L'artista aretino, che ricevette diversi incarichi dai privati, si occupò
anche del rimodernamento di alcune chiese medioevali toscane, tra cui quelle
fiorentine di Santa Maria Novella (1565-67) e Santa Croce (1566-68). Negli
ultimi anni della sua vita
V. realizzò, tra le altre cose, il
progetto delle logge di Piazza Grande, situata ad Arezzo (1570-72) e gli
affreschi per le tre cappelle Pie e per la Sala Regia in Vaticano (1571-73).

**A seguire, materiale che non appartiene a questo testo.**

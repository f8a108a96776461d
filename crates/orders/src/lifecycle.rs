//! Facts raised when carts and orders are written.

use chrono::{DateTime, Utc};

use kart_events::Event;

use crate::cart::Cart;
use crate::order::Order;

/// A cart was written. `created` is true for the first write only.
#[derive(Debug, Clone, PartialEq, Eq)]
pub struct CartSaved {
    pub cart: Cart,
    pub created: bool,
    pub occurred_at: DateTime<Utc>,
}

/// An order was written. `created` is true for the first write only.
///
/// Carries the cart the order was built from, so handlers can price it
/// without reading the cart back.
#[derive(Debug, Clone, PartialEq, Eq)]
pub struct OrderSaved {
    pub order: Order,
    pub cart: Cart,
    pub created: bool,
    pub occurred_at: DateTime<Utc>,
}

impl Event for CartSaved {
    fn event_type(&self) -> &'static str {
        "cart.saved"
    }

    fn version(&self) -> u32 {
        1
    }

    fn occurred_at(&self) -> DateTime<Utc> {
        self.occurred_at
    }
}

impl Event for OrderSaved {
    fn event_type(&self) -> &'static str {
        "order.saved"
    }

    fn version(&self) -> u32 {
        1
    }

    fn occurred_at(&self) -> DateTime<Utc> {
        self.occurred_at
    }
}
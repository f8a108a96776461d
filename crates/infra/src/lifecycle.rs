//! Order lifecycle reactor.
//!
//! Side effects that follow cart and order writes:
//!
//! ```text
//! new order (before first insert) → assign order number, deactivate other owners' orders on the cart
//! order inserted                 → recompute its total from the cart
//! existing cart updated          → recompute the total of the cart's only order
//! ```
//!
//! The reactor is called explicitly by whoever performs the write (the
//! [`OrderService`](crate::service::OrderService) for orders, the cart store's
//! observer list for carts). Its own writes go through
//! [`OrderRepository::update`], which raises nothing, so a reaction can never
//! trigger another reaction.

use chrono::Utc;
use tracing::{debug, instrument, warn};

use kart_events::EventHandler;
use kart_orders::{Cart, CartSaved, Order, OrderNumberGenerator, OrderSaved};

use crate::error::{OrdersError, OrdersResult};
use crate::repository::OrderRepository;

#[derive(Debug)]
pub struct OrderLifecycle<O> {
    orders: O,
    numbers: OrderNumberGenerator,
}

impl<O> OrderLifecycle<O>
where
    O: OrderRepository,
{
    pub fn new(orders: O, numbers: OrderNumberGenerator) -> Self {
        Self { orders, numbers }
    }

    /// Runs before an order is inserted for the first time.
    ///
    /// Numbers the order if it has no number yet, then deactivates every order
    /// on the same cart that belongs to a different billing profile (a cart
    /// handed from a guest session to a signed-in account).
    #[instrument(skip(self, order), fields(order_id = %order.id_typed(), cart_id = %order.cart()), err)]
    pub fn prepare_new_order(&self, order: &mut Order) -> OrdersResult<()> {
        if order.order_number().is_none() {
            let number = self
                .numbers
                .generate_unique(|candidate| {
                    self.orders.number_taken(candidate).map_err(OrdersError::from)
                })?;
            order.assign_order_number(number)?;
        }

        let deactivated =
            self.orders
                .deactivate_other_owners(order.cart(), order.billing_profile(), Utc::now())?;
        if deactivated > 0 {
            debug!(deactivated, "deactivated orders left on cart by another billing profile");
        }
        Ok(())
    }

    fn recompute_and_store(&self, order: &mut Order, cart: &Cart) -> OrdersResult<()> {
        let total = order.recompute_total(cart, Utc::now())?;
        self.orders.update(order)?;
        debug!(order_id = %order.id_typed(), %total, "order total recomputed");
        Ok(())
    }
}

impl<O> EventHandler<CartSaved> for OrderLifecycle<O>
where
    O: OrderRepository,
{
    type Error = OrdersError;

    /// A brand-new cart has no orders yet, so only updates are considered.
    /// With zero or several orders on the cart nothing is recomputed; several
    /// orders is logged, since which one to price is ambiguous.
    fn handle(&self, event: &CartSaved) -> Result<(), Self::Error> {
        if event.created {
            return Ok(());
        }

        let cart_id = event.cart.id_typed();
        let mut orders = self.orders.list_by_cart(cart_id)?;
        match orders.len() {
            0 => Ok(()),
            1 => {
                let mut order = orders.remove(0);
                self.recompute_and_store(&mut order, &event.cart)
            }
            n => {
                warn!(%cart_id, orders = n, "cart has several orders; totals left unchanged");
                Ok(())
            }
        }
    }
}

impl<O> EventHandler<OrderSaved> for OrderLifecycle<O>
where
    O: OrderRepository,
{
    type Error = OrdersError;

    /// Prices an order once, right after its first insert. Later saves
    /// leave the total to the cart reaction.
    fn handle(&self, event: &OrderSaved) -> Result<(), Self::Error> {
        if !event.created {
            return Ok(());
        }
        let mut order = event.order.clone();
        self.recompute_and_store(&mut order, &event.cart)
    }
}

L'artista non fece in tempo, invece, a portare a termine la decorazione della
cupola del duomo di Firenze, di cui, rimasero, tuttavia, i disegni. I maggiori
consensi degli studiosi si rivolgono all'attività di
V.
nell'ambito dell'architettura: si elogiano particolarmente i suoi effetti
scenografici inseriti in strutture fedeli ai modi rinascimentali; come pittore
l'aretino è considerato, invece, un esponente non particolarmente
rilevante del Manierismo cinquecentesco. Di
V. va ricordato anche
l'impegno nella fondazione dell'Accademia delle Arti del Disegno (1536). Per
quanto riguarda la sua opera di scrittore, il contributo più
significativo è rappresentato dalle
Vite dei più eccellenti
architetti pittori et scultori italiani da Cimabue insino a' tempi nostri,
scritto che apparve per la prima volta a Venezia nel 1550; una seconda edizione,
aggiornata agli ultimi tempi e con un titolo leggermente diverso, uscì
nel 1568. Le
Vite occupano un posto di primo piano nella nostra
storiografia d'arte; rimanendo nel solco delle concezioni estetiche proprie
dell'epoca, propongono una concezione evolutiva dell'arte, incentrata sul
concetto di “rinascita”, segnata da tre successivi momenti
(abbandono del Medioevo, ingresso nell'età moderna attraverso il recupero
dell'antico, raggiungimento della piena maturità, che si esprime in
Michelangelo). La qualità più apprezzabile dell'opera, al di
là delle molte notizie fornite e delle idee dell'autore, consiste nel suo
carattere di ricostruzione unitaria (Arezzo 1511 - Firenze 1574).